#### EXERCISE REQUIREMENTS
Only the number is needed: count the lines below that hold the string "dates".

========================================

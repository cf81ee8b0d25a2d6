use std::sync::Arc;

use calmap_core::types::{BeforeStartPolicy, CalmapConfig, FetchStrategy, MonthEndPolicy};
use calmap_core::{CalmapConnector, CalmapError};

/// Orchestrator that routes series requests across registered providers and
/// runs the remapping pipeline on the result.
pub struct Calmap {
    pub(crate) connectors: Vec<Arc<dyn CalmapConnector>>,
    pub(crate) cfg: CalmapConfig,
}

/// Builder for constructing a `Calmap` orchestrator with custom configuration.
pub struct CalmapBuilder {
    connectors: Vec<Arc<dyn CalmapConnector>>,
    cfg: CalmapConfig,
}

impl Default for CalmapBuilder {
    fn default() -> Self {
        Self::new()
    }
}

impl CalmapBuilder {
    /// Create a new builder with default configuration.
    ///
    /// - Starts with no connectors; register at least one via [`with_connector`](Self::with_connector).
    /// - Defaults: priority-with-fallback fetches, 10s provider timeout, no
    ///   request deadline, 31-day lookback, month-end resolution for any
    ///   input layout when the resolved dates are distinct, rejection of
    ///   dates before the series.
    #[must_use]
    pub fn new() -> Self {
        Self {
            connectors: vec![],
            cfg: CalmapConfig::default(),
        }
    }

    /// Register a provider connector.
    ///
    /// Registration order is the priority order for `PriorityWithFallback`.
    /// Duplicates are not deduplicated.
    #[must_use]
    pub fn with_connector(mut self, c: Arc<dyn CalmapConnector>) -> Self {
        self.connectors.push(c);
        self
    }

    /// Replace the whole configuration, e.g. one loaded from a file.
    #[must_use]
    pub fn config(mut self, cfg: CalmapConfig) -> Self {
        self.cfg = cfg;
        self
    }

    /// Select the fetch strategy for multi-provider requests.
    ///
    /// - `PriorityWithFallback`: deterministic order, aggregates errors.
    /// - `Latency`: race all providers and return the first success.
    #[must_use]
    pub const fn fetch_strategy(mut self, strategy: FetchStrategy) -> Self {
        self.cfg.fetch_strategy = strategy;
        self
    }

    /// Set the per-provider request timeout.
    #[must_use]
    pub const fn provider_timeout(mut self, timeout: std::time::Duration) -> Self {
        self.cfg.provider_timeout = timeout;
        self
    }

    /// Set an overall deadline for the provider phase of a request.
    ///
    /// When exceeded, returns a `RequestTimeout` error.
    #[must_use]
    pub const fn request_timeout(mut self, timeout: std::time::Duration) -> Self {
        self.cfg.request_timeout = Some(timeout);
        self
    }

    /// Days fetched before the earliest requested date.
    #[must_use]
    pub const fn lookback_days(mut self, days: u32) -> Self {
        self.cfg.lookback_days = days;
        self
    }

    /// Choose when partial dates resolve to the end of their month.
    #[must_use]
    pub const fn month_end_policy(mut self, policy: MonthEndPolicy) -> Self {
        self.cfg.month_end = policy;
        self
    }

    /// Choose what happens to requested dates earlier than the series.
    #[must_use]
    pub const fn before_start_policy(mut self, policy: BeforeStartPolicy) -> Self {
        self.cfg.before_start = policy;
        self
    }

    /// Build the `Calmap` orchestrator.
    ///
    /// # Errors
    /// Returns `Validation` if no connectors have been registered.
    pub fn build(self) -> Result<Calmap, CalmapError> {
        if self.connectors.is_empty() {
            return Err(CalmapError::validation(
                "no connectors registered; add at least one via with_connector(...)",
            ));
        }
        Ok(Calmap {
            connectors: self.connectors,
            cfg: self.cfg,
        })
    }
}

/// Attribute an untagged provider error to `connector`.
pub fn tag_err(connector: &str, e: CalmapError) -> CalmapError {
    match e {
        e @ (CalmapError::NotFound { .. }
        | CalmapError::EmptySeries { .. }
        | CalmapError::ProviderTimeout { .. }
        | CalmapError::Connector { .. }
        | CalmapError::RequestTimeout { .. }
        | CalmapError::AllProvidersTimedOut { .. }
        | CalmapError::AllProvidersFailed(_)) => e,
        other => CalmapError::Connector {
            connector: connector.to_string(),
            msg: other.to_string(),
        },
    }
}

/// Collapse a set of provider errors into a uniform outcome.
///
/// - Nothing attempted: `Unsupported(capability)`.
/// - Every error a `ProviderTimeout`: `AllProvidersTimedOut(capability)`.
/// - Every error a `NotFound`: `NotFound(what)`.
/// - Every error an `EmptySeries`: `EmptySeries(what)`.
/// - A single other error: that error, unchanged.
/// - Otherwise `AllProvidersFailed(errors)`.
pub fn collapse_errors(
    capability: &str,
    attempted_any: bool,
    errors: Vec<CalmapError>,
    what: &str,
) -> CalmapError {
    if !attempted_any {
        return CalmapError::unsupported(capability);
    }
    let all = |pred: fn(&CalmapError) -> bool| !errors.is_empty() && errors.iter().all(pred);
    if all(|e| matches!(e, CalmapError::ProviderTimeout { .. })) {
        return CalmapError::AllProvidersTimedOut {
            capability: capability.to_string(),
        };
    }
    if all(|e| matches!(e, CalmapError::NotFound { .. })) {
        return CalmapError::not_found(what);
    }
    if all(|e| matches!(e, CalmapError::EmptySeries { .. })) {
        return CalmapError::empty_series(what);
    }
    match <[CalmapError; 1]>::try_from(errors) {
        Ok([only]) => only,
        Err(errors) => CalmapError::AllProvidersFailed(errors),
    }
}

/// Await `fut`, bounded by `deadline` when one is set.
pub(crate) async fn with_request_deadline<F, T>(
    deadline: Option<std::time::Duration>,
    capability: &'static str,
    fut: F,
) -> Result<T, CalmapError>
where
    F: core::future::Future<Output = T>,
{
    match deadline {
        Some(d) => tokio::time::timeout(d, fut)
            .await
            .map_err(|_| CalmapError::request_timeout(capability)),
        None => Ok(fut.await),
    }
}

impl Calmap {
    /// Wrap a provider future with a timeout and standardized timeout error mapping.
    #[cfg_attr(
        feature = "tracing",
        tracing::instrument(
            name = "calmap::core::provider_call_with_timeout",
            skip(fut),
            fields(
                connector = connector_name,
                capability = capability,
                timeout_ms = u64::try_from(timeout.as_millis()).unwrap_or(u64::MAX),
            ),
        )
    )]
    pub(crate) async fn provider_call_with_timeout<T, Fut>(
        connector_name: &'static str,
        capability: &'static str,
        timeout: std::time::Duration,
        fut: Fut,
    ) -> Result<T, CalmapError>
    where
        Fut: core::future::Future<Output = Result<T, CalmapError>>,
    {
        (tokio::time::timeout(timeout, fut).await)
            .unwrap_or_else(|_| Err(CalmapError::provider_timeout(connector_name, capability)))
    }

    /// Start building a new `Calmap` instance.
    ///
    /// ```rust,ignore
    /// use std::sync::Arc;
    /// use calmap_quandl::{QuandlConfig, QuandlConnector};
    ///
    /// let quandl = Arc::new(QuandlConnector::new(QuandlConfig::from_env())?);
    /// let calmap = calmap::Calmap::builder()
    ///     .with_connector(quandl)
    ///     .provider_timeout(std::time::Duration::from_secs(5))
    ///     .build()?;
    /// ```
    #[must_use]
    pub fn builder() -> CalmapBuilder {
        CalmapBuilder::new()
    }

    /// Active configuration.
    #[must_use]
    pub const fn config(&self) -> &CalmapConfig {
        &self.cfg
    }

    /// Registered connectors in priority order.
    pub(crate) fn ordered(&self) -> Vec<Arc<dyn CalmapConnector>> {
        self.connectors.clone()
    }
}
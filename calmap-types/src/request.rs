//! Enumerated request options shared by the orchestrator and connectors.

use std::fmt;
use std::str::FromStr;

use serde::{Deserialize, Serialize};

use crate::CalmapError;

/// Calendar period a series is collapsed to before remapping.
#[derive(Debug, Clone, Copy, PartialEq, Eq, Hash, Serialize, Deserialize)]
#[serde(rename_all = "lowercase")]
pub enum CollapsePeriod {
    /// Calendar months, labelled by the last day of the month.
    Monthly,
    /// Calendar quarters, labelled by Mar 31, Jun 30, Sep 30 or Dec 31.
    Quarterly,
    /// Calendar years, labelled by Dec 31.
    Annual,
}

impl CollapsePeriod {
    /// Wire name of the period.
    #[must_use]
    pub const fn as_str(self) -> &'static str {
        match self {
            Self::Monthly => "monthly",
            Self::Quarterly => "quarterly",
            Self::Annual => "annual",
        }
    }
}

impl FromStr for CollapsePeriod {
    type Err = CalmapError;

    fn from_str(s: &str) -> Result<Self, Self::Err> {
        match s {
            "monthly" => Ok(Self::Monthly),
            "quarterly" => Ok(Self::Quarterly),
            "annual" => Ok(Self::Annual),
            other => Err(CalmapError::validation(format!(
                "unsupported collapse period '{other}'"
            ))),
        }
    }
}

impl fmt::Display for CollapsePeriod {
    fn fmt(&self, f: &mut fmt::Formatter<'_>) -> fmt::Result {
        f.write_str(self.as_str())
    }
}

/// Aggregation applied to the observations inside one collapse bucket.
#[derive(Debug, Clone, Copy, PartialEq, Eq, Hash, Default, Serialize, Deserialize)]
#[serde(rename_all = "lowercase")]
pub enum CollapseFunc {
    /// Arithmetic mean.
    #[default]
    Mean,
    /// Smallest value.
    Min,
    /// Largest value.
    Max,
}

impl CollapseFunc {
    /// Wire name of the aggregation.
    #[must_use]
    pub const fn as_str(self) -> &'static str {
        match self {
            Self::Mean => "mean",
            Self::Min => "min",
            Self::Max => "max",
        }
    }
}

impl FromStr for CollapseFunc {
    type Err = CalmapError;

    fn from_str(s: &str) -> Result<Self, Self::Err> {
        match s {
            "mean" => Ok(Self::Mean),
            "min" => Ok(Self::Min),
            "max" => Ok(Self::Max),
            other => Err(CalmapError::validation(format!(
                "unsupported collapse function '{other}'"
            ))),
        }
    }
}

impl fmt::Display for CollapseFunc {
    fn fmt(&self, f: &mut fmt::Formatter<'_>) -> fmt::Result {
        f.write_str(self.as_str())
    }
}

/// Which fields of the upstream dataset to return.
///
/// On the wire this is a plain string; the literal `"ALL"` selects every field.
#[derive(Debug, Clone, PartialEq, Eq, Hash, Serialize, Deserialize)]
#[serde(from = "String", into = "String")]
pub enum ColumnSelector {
    /// Every field the dataset provides.
    All,
    /// Exactly one named field.
    Named(String),
}

impl ColumnSelector {
    /// Wire token selecting every field.
    pub const ALL: &'static str = "ALL";

    /// The selected field name, if a single field was requested.
    #[must_use]
    pub fn name(&self) -> Option<&str> {
        match self {
            Self::All => None,
            Self::Named(n) => Some(n),
        }
    }
}

impl From<String> for ColumnSelector {
    fn from(s: String) -> Self {
        if s == Self::ALL { Self::All } else { Self::Named(s) }
    }
}

impl From<&str> for ColumnSelector {
    fn from(s: &str) -> Self {
        Self::from(s.to_string())
    }
}

impl From<ColumnSelector> for String {
    fn from(c: ColumnSelector) -> Self {
        match c {
            ColumnSelector::All => ColumnSelector::ALL.to_string(),
            ColumnSelector::Named(n) => n,
        }
    }
}

impl fmt::Display for ColumnSelector {
    fn fmt(&self, f: &mut fmt::Formatter<'_>) -> fmt::Result {
        match self {
            Self::All => f.write_str(Self::ALL),
            Self::Named(n) => f.write_str(n),
        }
    }
}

========================================

#### EXERCISE RESULT
4